Várias famílias demoram para conseguir atendimento aos filhos com deficiências no SUS e quando conseguem, por vezes, a frequência de atendimentos é menor do que seria na rede particular, segundo Vivian. Essa precarização no atendimento prejudica as famílias que estão em situação de vulnerabilidade socioeconômica e dependem do sistema público de saúde. A criança fica um período sem ser estimulada, o que pode provocar o agravamento da deficiência.

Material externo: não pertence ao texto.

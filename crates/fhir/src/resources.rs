//! Clinical resources carried by a consultation document.
//!
//! Each resource kind is a plain struct; [`Resource`] is the `resourceType`-tagged union that
//! appears inside bundle entries. Resources are value types: they are built once by the
//! assembly engine, moved into the bundle, and never mutated afterwards.

use crate::composition::Composition;
use crate::datatypes::{Annotation, Attachment, CodeableTerm, Meta, Narrative, Quantity, Reference};
use crate::ResourceId;
use chrono::{DateTime, Utc};
use serde::{Deserialize, Serialize};
use std::fmt;

// ============================================================================
// Resource kinds
// ============================================================================

/// The resource types that may appear in a consultation document bundle.
#[derive(Clone, Copy, Debug, PartialEq, Eq, Hash)]
pub enum ResourceKind {
    Composition,
    Condition,
    Observation,
    DiagnosticReport,
    DocumentReference,
    AllergyIntolerance,
    /// Only ever the target of a subject reference; never a bundle entry.
    Patient,
}

impl ResourceKind {
    /// Returns the FHIR `resourceType` name.
    pub fn as_str(&self) -> &'static str {
        match self {
            Self::Composition => "Composition",
            Self::Condition => "Condition",
            Self::Observation => "Observation",
            Self::DiagnosticReport => "DiagnosticReport",
            Self::DocumentReference => "DocumentReference",
            Self::AllergyIntolerance => "AllergyIntolerance",
            Self::Patient => "Patient",
        }
    }

    /// Returns the entry locator for a resource of this kind: `<kind>/<id>`.
    pub fn locator(&self, id: &ResourceId) -> String {
        format!("{}/{}", self.as_str(), id)
    }
}

impl fmt::Display for ResourceKind {
    fn fmt(&self, f: &mut fmt::Formatter<'_>) -> fmt::Result {
        f.write_str(self.as_str())
    }
}

// ============================================================================
// Status enumerations
// ============================================================================

#[derive(Clone, Copy, Debug, PartialEq, Eq, Serialize, Deserialize)]
#[serde(rename_all = "kebab-case")]
pub enum ObservationStatus {
    Registered,
    Preliminary,
    Final,
    Amended,
}

#[derive(Clone, Copy, Debug, PartialEq, Eq, Serialize, Deserialize)]
#[serde(rename_all = "kebab-case")]
pub enum ReportStatus {
    Registered,
    Partial,
    Preliminary,
    Final,
}

#[derive(Clone, Copy, Debug, PartialEq, Eq, Serialize, Deserialize)]
#[serde(rename_all = "kebab-case")]
pub enum DocumentReferenceStatus {
    Current,
    Superseded,
    EnteredInError,
}

/// Allergy category, as defined by FHIR.
#[derive(Clone, Copy, Debug, PartialEq, Eq, Serialize, Deserialize)]
#[serde(rename_all = "lowercase")]
pub enum AllergyCategory {
    Food,
    Medication,
    Environment,
    Biologic,
}

impl AllergyCategory {
    /// Parses a free-text allergy type, case-insensitively. Unknown types yield `None`.
    pub fn parse(s: &str) -> Option<Self> {
        match s.trim().to_lowercase().as_str() {
            "food" => Some(Self::Food),
            "medication" | "drug" => Some(Self::Medication),
            "environment" | "environmental" => Some(Self::Environment),
            "biologic" => Some(Self::Biologic),
            _ => None,
        }
    }
}

// ============================================================================
// Resources
// ============================================================================

/// A clinical condition, problem or diagnosis.
#[derive(Clone, Debug, PartialEq, Serialize, Deserialize)]
#[serde(rename_all = "camelCase")]
pub struct Condition {
    pub id: ResourceId,
    #[serde(skip_serializing_if = "Option::is_none")]
    pub meta: Option<Meta>,
    #[serde(skip_serializing_if = "Option::is_none")]
    pub text: Option<Narrative>,
    pub clinical_status: CodeableTerm,
    #[serde(skip_serializing_if = "Option::is_none")]
    pub code: Option<CodeableTerm>,
    pub subject: Reference,
    pub recorded_date: DateTime<Utc>,
}

/// A measurement or simple assertion.
///
/// Exactly one of `value_quantity` and `value_string` is set by the builders.
#[derive(Clone, Debug, PartialEq, Serialize, Deserialize)]
#[serde(rename_all = "camelCase")]
pub struct Observation {
    pub id: ResourceId,
    #[serde(skip_serializing_if = "Option::is_none")]
    pub meta: Option<Meta>,
    #[serde(skip_serializing_if = "Option::is_none")]
    pub text: Option<Narrative>,
    pub status: ObservationStatus,
    #[serde(skip_serializing_if = "Option::is_none")]
    pub code: Option<CodeableTerm>,
    pub subject: Reference,
    pub effective_date_time: DateTime<Utc>,
    #[serde(skip_serializing_if = "Option::is_none")]
    pub value_quantity: Option<Quantity>,
    #[serde(skip_serializing_if = "Option::is_none")]
    pub value_string: Option<String>,
}

/// The findings of a diagnostic investigation.
#[derive(Clone, Debug, PartialEq, Serialize, Deserialize)]
#[serde(rename_all = "camelCase")]
pub struct DiagnosticReport {
    pub id: ResourceId,
    #[serde(skip_serializing_if = "Option::is_none")]
    pub meta: Option<Meta>,
    #[serde(skip_serializing_if = "Option::is_none")]
    pub text: Option<Narrative>,
    pub status: ReportStatus,
    #[serde(skip_serializing_if = "Option::is_none")]
    pub code: Option<CodeableTerm>,
    pub subject: Reference,
    pub issued: DateTime<Utc>,
    #[serde(default, skip_serializing_if = "Vec::is_empty")]
    pub result: Vec<Reference>,
}

/// One content element of a document reference.
#[derive(Clone, Debug, PartialEq, Eq, Serialize, Deserialize)]
#[serde(rename_all = "camelCase")]
pub struct DocumentContent {
    pub attachment: Attachment,
}

/// A wrapper around an opaque document (free-text report or binary).
#[derive(Clone, Debug, PartialEq, Serialize, Deserialize)]
#[serde(rename_all = "camelCase")]
pub struct DocumentReference {
    pub id: ResourceId,
    #[serde(skip_serializing_if = "Option::is_none")]
    pub meta: Option<Meta>,
    pub status: DocumentReferenceStatus,
    #[serde(rename = "type", skip_serializing_if = "Option::is_none")]
    pub doc_type: Option<CodeableTerm>,
    pub subject: Reference,
    pub date: DateTime<Utc>,
    pub content: Vec<DocumentContent>,
}

/// A record of an allergy or intolerance.
#[derive(Clone, Debug, PartialEq, Serialize, Deserialize)]
#[serde(rename_all = "camelCase")]
pub struct AllergyIntolerance {
    pub id: ResourceId,
    #[serde(skip_serializing_if = "Option::is_none")]
    pub meta: Option<Meta>,
    #[serde(skip_serializing_if = "Option::is_none")]
    pub text: Option<Narrative>,
    pub clinical_status: CodeableTerm,
    pub verification_status: CodeableTerm,
    #[serde(default, skip_serializing_if = "Vec::is_empty")]
    pub category: Vec<AllergyCategory>,
    #[serde(skip_serializing_if = "Option::is_none")]
    pub code: Option<CodeableTerm>,
    pub patient: Reference,
    pub recorded_date: DateTime<Utc>,
    #[serde(default, skip_serializing_if = "Vec::is_empty")]
    pub note: Vec<Annotation>,
}

// ============================================================================
// Tagged union
// ============================================================================

/// Any resource that may appear as a bundle entry.
#[derive(Clone, Debug, PartialEq, Serialize, Deserialize)]
#[serde(tag = "resourceType")]
pub enum Resource {
    Composition(Composition),
    Condition(Condition),
    Observation(Observation),
    DiagnosticReport(DiagnosticReport),
    DocumentReference(DocumentReference),
    AllergyIntolerance(AllergyIntolerance),
}

impl Resource {
    pub fn kind(&self) -> ResourceKind {
        match self {
            Self::Composition(_) => ResourceKind::Composition,
            Self::Condition(_) => ResourceKind::Condition,
            Self::Observation(_) => ResourceKind::Observation,
            Self::DiagnosticReport(_) => ResourceKind::DiagnosticReport,
            Self::DocumentReference(_) => ResourceKind::DocumentReference,
            Self::AllergyIntolerance(_) => ResourceKind::AllergyIntolerance,
        }
    }

    pub fn id(&self) -> &ResourceId {
        match self {
            Self::Composition(r) => &r.id,
            Self::Condition(r) => &r.id,
            Self::Observation(r) => &r.id,
            Self::DiagnosticReport(r) => &r.id,
            Self::DocumentReference(r) => &r.id,
            Self::AllergyIntolerance(r) => &r.id,
        }
    }

    /// Returns the entry locator: `<kind>/<id>`.
    pub fn locator(&self) -> String {
        self.kind().locator(self.id())
    }

    /// Returns the references this resource makes to other bundle entries.
    ///
    /// Subject and patient references are excluded; they point outside the bundle.
    pub fn internal_references(&self) -> Vec<&Reference> {
        match self {
            Self::Composition(c) => c.section.iter().flat_map(|s| s.entry.iter()).collect(),
            Self::DiagnosticReport(r) => r.result.iter().collect(),
            _ => Vec::new(),
        }
    }
}

impl From<Condition> for Resource {
    fn from(value: Condition) -> Self {
        Self::Condition(value)
    }
}

impl From<Observation> for Resource {
    fn from(value: Observation) -> Self {
        Self::Observation(value)
    }
}

impl From<DiagnosticReport> for Resource {
    fn from(value: DiagnosticReport) -> Self {
        Self::DiagnosticReport(value)
    }
}

impl From<DocumentReference> for Resource {
    fn from(value: DocumentReference) -> Self {
        Self::DocumentReference(value)
    }
}

impl From<AllergyIntolerance> for Resource {
    fn from(value: AllergyIntolerance) -> Self {
        Self::AllergyIntolerance(value)
    }
}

Condições pré-parto e diagnóstico
Outras situações também são fundamentais no desenvolvimento da criança com deficiência. “A subnutrição da mãe grávida, as más condições de parto e as más condições pré-natais podem levar à deficiência intelectual ou motora'', diz Vivian. “A vulnerabilidade econômica pode condenar aquela criança a uma deficiência que talvez ela não teria”, complementa.
A situação é agravada quando as famílias demoram para buscar atendimento médico por não perceberem que seu filho nasceu com deficiência. Profissionais despreparados também atrapalham o diagnóstico e parte deles dificultam a aceitação da notícia pelos parentes da criança com deficiência.
“Muitas vezes a família recebe [o diagnóstico] de uma maneira avassaladora. É quase como dizendo ‘Ah, essa criança não vai conseguir A, não vai conseguir B, não vai conseguir C’. Não conta o que ela vai conseguir, o que é possível. Então, a família muitas vezes chega muito abalada [no CIAM].”
O trabalho de acolhimento é realizado na instituição por meio de psicólogos e da equipe, função essa que deveria ser exercida pelo SUS, de acordo com a Constituição. Mas o sistema público, mesmo disponibilizando o serviço de atendimento às crianças com deficiência, segue inacessível para muitas pessoas da periferia.